If he doesn’t - well, at least we will know who dropped the ball.
Farce
The Israelis are phenomenally good at creating self-serving memes, like the insistence that hostilities must cease (on the bad guy side only, naturally - that would be the Palestinians) before they’ll mention the Peace word. The reality that can’t be mentioned is that the Israelis will never negotiate with the Palestinians without being dragged to the table like balking mules, which no one is prepared to do. Witness the ignominous and craven caving of Blair.
And so it goes.
Bad farce
Am I the only person who thinks the term “roadmap” is idiotic and insulting as well as farcical? It (purposefully?) suggests that negotiating peace between the Palestinians and Israel would be as simple as planning a car trip from Boston to New York, if only the Palestinians would come to their senses, turn over their arms to the Israelis and behave themselves. And, the media repeats and repeats and repeats that inspid substitute for a genuine policy initiative with the mindlessness of an advertising commercial. Bah, humbug!

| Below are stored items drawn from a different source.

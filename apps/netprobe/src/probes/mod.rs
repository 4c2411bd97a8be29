//! Network probes.
//!
//! A probe is a single network-condition check. Probes are registered in an
//! explicit ordered list ([`ProbeRegistry`]); declaration order is execution
//! order.
//!
//! # Lifecycle
//!
//! For every run the controller calls, in order:
//! - [`Probe::prepare_test`] on every probe (controller task)
//! - [`Probe::perform_test`] on every probe that was active at launch
//!   (background task), until one fails or a stop is requested
//! - [`Probe::cleanup_tests`] on every probe, reached or not (controller task)

pub mod download;
pub mod host_resolution;
pub mod http;
pub mod real_web;
pub mod state;
pub mod tcp_connection;

#[cfg(test)]
pub(crate) mod testing;

use std::fmt;
use std::sync::Arc;
use std::time::Duration;

use async_trait::async_trait;
use chrono::{DateTime, Utc};
use serde::Serialize;

use crate::app::RunView;
use crate::config::NetprobeConfig;
use crate::platform::NetworkType;

pub use download::{DownloadProbe, DownloadSize};
pub use host_resolution::HostResolutionProbe;
pub use real_web::RealWebProbe;
pub use state::ProbeState;
pub use tcp_connection::TcpConnectionProbe;

/// Stable identity of a probe kind.
///
/// Only used as a persistence key and for display, never for ordering.
#[derive(Debug, Clone, Copy, PartialEq, Eq, Hash, Serialize)]
#[serde(transparent)]
pub struct ProbeId(&'static str);

impl ProbeId {
    pub const fn new(id: &'static str) -> Self {
        Self(id)
    }

    pub fn as_str(&self) -> &'static str {
        self.0
    }

    /// Key of this probe's active flag in the settings table.
    pub fn active_setting_key(&self) -> String {
        format!("probe.{}.active", self.0)
    }
}

impl fmt::Display for ProbeId {
    fn fmt(&self, f: &mut fmt::Formatter<'_>) -> fmt::Result {
        f.write_str(self.0)
    }
}

/// Static description of a probe.
#[derive(Debug, Clone, Serialize)]
pub struct ProbeInfo {
    pub id: ProbeId,
    pub name: &'static str,
    pub description: &'static str,
}

/// Result of one `perform_test` call.
#[derive(Debug, Clone, PartialEq, Serialize)]
pub struct ProbeReport {
    pub passed: bool,
    pub duration_ms: u64,
    pub detail: String,
    pub finished_at: DateTime<Utc>,
}

impl ProbeReport {
    pub fn passed(elapsed: Duration, detail: impl Into<String>) -> Self {
        Self::new(true, elapsed, detail)
    }

    pub fn failed(elapsed: Duration, detail: impl Into<String>) -> Self {
        Self::new(false, elapsed, detail)
    }

    fn new(passed: bool, elapsed: Duration, detail: impl Into<String>) -> Self {
        Self {
            passed,
            duration_ms: elapsed.as_millis() as u64,
            detail: detail.into(),
            finished_at: Utc::now(),
        }
    }
}

/// Ambient facts about the run, captured at launch.
#[derive(Debug, Clone, Copy, Default)]
pub struct RunContext {
    pub network: Option<NetworkType>,
    pub mobile_timeout_factor: u32,
}

impl RunContext {
    /// Timeout for this run: `base_ms`, widened on mobile links.
    pub fn timeout(&self, base_ms: u64) -> Duration {
        let factor = match self.network {
            Some(NetworkType::Mobile) => self.mobile_timeout_factor.max(1),
            _ => 1,
        };
        Duration::from_millis(base_ms.saturating_mul(factor as u64))
    }
}

/// A single network-condition check.
///
/// All methods take `&self`: per-run state lives behind the probe's own
/// interior mutability, and the active flag is atomic.
#[async_trait]
pub trait Probe: Send + Sync {
    fn info(&self) -> ProbeInfo;

    fn is_active(&self) -> bool;

    fn set_active(&self, active: bool);

    /// Register this probe with the view.
    fn setup_views(&self, view: &dyn RunView) {
        view.add_probe_row(&self.info(), self.is_active());
    }

    /// Reset per-run state before a run. Called on every probe, active or not.
    fn prepare_test(&self, ctx: &RunContext);

    /// Run the check. `false` ends the whole run.
    async fn perform_test(&self) -> bool;

    /// Release per-run resources. Called on every probe after every run.
    fn cleanup_tests(&self);

    /// The application is being paused.
    fn on_pause(&self) {}

    /// Latest result, if the probe ran since its last `prepare_test`.
    fn report(&self) -> Option<ProbeReport>;
}

/// Ordered list of probes.
#[derive(Clone)]
pub struct ProbeRegistry {
    probes: Vec<Arc<dyn Probe>>,
}

impl ProbeRegistry {
    pub fn new(probes: Vec<Arc<dyn Probe>>) -> Self {
        Self { probes }
    }

    /// The standard probe set, in execution order.
    pub fn standard(config: &NetprobeConfig) -> Self {
        let probes: Vec<Arc<dyn Probe>> = vec![
            Arc::new(HostResolutionProbe::new(config)),
            Arc::new(TcpConnectionProbe::new(config)),
            Arc::new(RealWebProbe::new(config)),
            Arc::new(DownloadProbe::new(DownloadSize::Kb10, config)),
            Arc::new(DownloadProbe::new(DownloadSize::Kb100, config)),
            Arc::new(DownloadProbe::new(DownloadSize::Mb1, config)),
        ];
        Self::new(probes)
    }

    pub fn all(&self) -> &[Arc<dyn Probe>] {
        &self.probes
    }

    /// Find a probe by its id string.
    pub fn get(&self, id: &str) -> Option<&Arc<dyn Probe>> {
        self.probes.iter().find(|p| p.info().id.as_str() == id)
    }

    pub fn len(&self) -> usize {
        self.probes.len()
    }

    pub fn is_empty(&self) -> bool {
        self.probes.is_empty()
    }
}

#[cfg(test)]
mod tests {
    use super::*;

    #[test]
    fn test_standard_registry_order() {
        let registry = ProbeRegistry::standard(&NetprobeConfig::default());
        let ids: Vec<&str> = registry.all().iter().map(|p| p.info().id.as_str()).collect();
        assert_eq!(
            ids,
            vec![
                "host-resolution",
                "tcp-connection",
                "real-web",
                "download-10kb",
                "download-100kb",
                "download-1mb",
            ]
        );
    }

    #[test]
    fn test_standard_defaults_skip_large_download() {
        let registry = ProbeRegistry::standard(&NetprobeConfig::default());
        let inactive: Vec<&str> = registry
            .all()
            .iter()
            .filter(|p| !p.is_active())
            .map(|p| p.info().id.as_str())
            .collect();
        assert_eq!(inactive, vec!["download-1mb"]);
    }

    #[test]
    fn test_get_by_id() {
        let registry = ProbeRegistry::standard(&NetprobeConfig::default());
        assert!(registry.get("real-web").is_some());
        assert!(registry.get("ping").is_none());
    }

    #[test]
    fn test_active_setting_key() {
        assert_eq!(
            ProbeId::new("download-10kb").active_setting_key(),
            "probe.download-10kb.active"
        );
    }

    #[test]
    fn test_run_context_widens_timeout_on_mobile() {
        let ctx = RunContext {
            network: Some(NetworkType::Mobile),
            mobile_timeout_factor: 3,
        };
        assert_eq!(ctx.timeout(1_000), Duration::from_secs(3));

        let ctx = RunContext {
            network: Some(NetworkType::Wifi),
            mobile_timeout_factor: 3,
        };
        assert_eq!(ctx.timeout(1_000), Duration::from_secs(1));
    }
}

Come to think of it, however, “craven” describes Blair perfectly. Nice choice of language! Now if Blair can only inspire the Palestinians to be equally craven everything will be just ducky, and America can move on to its next imperial conquest.
Gerald,
I just came across
Gerald,
I just came across this comment on peacespalestine, by Michel Sabbah, Patriarch of Jerusalem: Peace cannot be held hostage to those who still see violence as a means of obtaining justice and peace.
Really, is there anything to add?
Craven Blair
The craven Blair said that Palestinians have to stop the violence and he completely ignored Israel’s violence. According to Anti-Zionist notes (see link on the right) Israel is using terror to provoke the Palestinian violence Blair claims to want stopped. Now, we have seen Palestinian leaders bowing down to such one sided diplomacy before, at Oslo. Look where it ended, Sharon leading 3,000 armed men up the hill and destroying even the peace process, let alone peace itself.
And, no Gerald, you are not alone. Even my most apolitical friends agree that the term “roadmap” sounds deliberately childish. It sounds to me like an adviser of Bush was making things simple for him by showing him an A-Z type map and saying, “look this is where we are, and this is where we want to be, so…etc”. And then maybe Bush misunderstood what he was being told and announced it to the world.